Topic description:
Assume you are an awesome parent and want to give your children some cookies. But, you should give each child at most one cookie. Each child i has a greed factor gi, which is the minimum size of a cookie that the child will be content with; and each cookie j has a size sj. If sj >= gi, we can assign the cookie j to the child i, and the child i will be content. Your goal is to maximize the number of your content children and output the maximum number.
Note:
You may assume the greed factor is always positive.
You cannot assign more than one cookie to one child.
Example 1:
Input: [1,2,3], [1,1]
Output: 1
Explanation: You have 3 children and 2 cookies. The greed factors of 3 children are 1, 2, 3.
And even though you have 2 cookies, since their size is both 1, you could only make the child whose greed factor is 1 content.
You need to output 1.
Example 2:
Input: [1,2], [1,2,3] Output: 2 Explanation: You have 2 children and 3 cookies. The greed factors of 2 children are 1, 2. You have 3 cookies and their sizes are big enough to gratify all of the children, You need to output 2.
Function to be done:
int findContentChildren(vector<int>& g, vector<int>& s)
illustrate:
1. It is not difficult to understand the meaning of this question. Each child has a required size number, which is an integer, such as 1, 2, and 3. There are a few biscuits, the size is an integer, like 1, 2, 3. Can't break the biscuits.

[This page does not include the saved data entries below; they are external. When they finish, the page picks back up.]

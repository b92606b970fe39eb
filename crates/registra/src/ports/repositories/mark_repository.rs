//! Mark Repository Port

use async_trait::async_trait;

use crate::domain::{DomainError, Mark, MarkId, MarkValue, PersonId, SubjectId};

use super::Crud;

/// Repository interface for Mark entities
#[async_trait]
pub trait MarkRepository: Crud<Mark> {
    /// Whether a stored mark other than `exclude` already carries the same
    /// value for the same student and subject.
    async fn exists_same_mark(
        &self,
        value: MarkValue,
        student_id: PersonId,
        subject_id: SubjectId,
        exclude: Option<MarkId>,
    ) -> Result<bool, DomainError>;

    async fn find_by_student(&self, student_id: PersonId) -> Result<Vec<Mark>, DomainError>;

    async fn find_by_subject(&self, subject_id: SubjectId) -> Result<Vec<Mark>, DomainError>;
}
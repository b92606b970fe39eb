//! Mark Application Service
//!
//! Grade-duplication prevention around mark storage.

use std::sync::Arc;

use async_trait::async_trait;

use registra::{DomainError, Mark, MarkId, MarkRepository, PersonId, SubjectId};

use super::lifecycle::{non_empty, LifecycleService};

/// Application service for Mark operations
pub struct MarkService<R: MarkRepository> {
    repo: Arc<R>,
}

impl<R: MarkRepository> MarkService<R> {
    pub fn new(repo: Arc<R>) -> Self {
        Self { repo }
    }

    pub async fn find_by_student(&self, student_id: PersonId) -> Result<Vec<Mark>, DomainError> {
        let marks = self.repo.find_by_student(student_id).await?;
        non_empty(format!("marks for student {student_id}"), marks)
    }

    pub async fn find_by_subject(&self, subject_id: SubjectId) -> Result<Vec<Mark>, DomainError> {
        let marks = self.repo.find_by_subject(subject_id).await?;
        non_empty(format!("marks for subject {subject_id}"), marks)
    }
}

#[async_trait]
impl<R: MarkRepository> LifecycleService for MarkService<R> {
    type Entity = Mark;
    type Repo = R;

    fn repo(&self) -> &R {
        &self.repo
    }

    async fn ensure_no_duplicate(
        &self,
        mark: &Mark,
        exclude: Option<MarkId>,
    ) -> Result<(), DomainError> {
        let duplicated = self
            .repo
            .exists_same_mark(mark.value, mark.student_id, mark.subject_id, exclude)
            .await?;
        if duplicated {
            return Err(DomainError::already_exists(format!(
                "student {} already has mark {} for subject {}",
                mark.student_id, mark.value, mark.subject_id
            )));
        }
        Ok(())
    }
}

The output is required to be able to meet the needs of several children.
2. First, sort the required size g, sort the biscuit size s, and then start the comparison from the first position of g and s until g or s is processed.
The code is also very simple, as follows:
int findContentChildren(vector<int>& g, vector<int>& s)
{
sort(g.begin(),g.end());
sort(s.begin(),s.end());
int i= 0 ,j= 0 ;
while (i<g.size()&&j<s.size()) // After processing the needs of all children or there are no more cookies to meet the needs
{
if (s[j]> = g[i])
i ++; // If satisfied, process next i
j++; // If not satisfied, add j all the time
}
return i;
}
The above code measured 40ms, beats 97.41% of cpp submissions.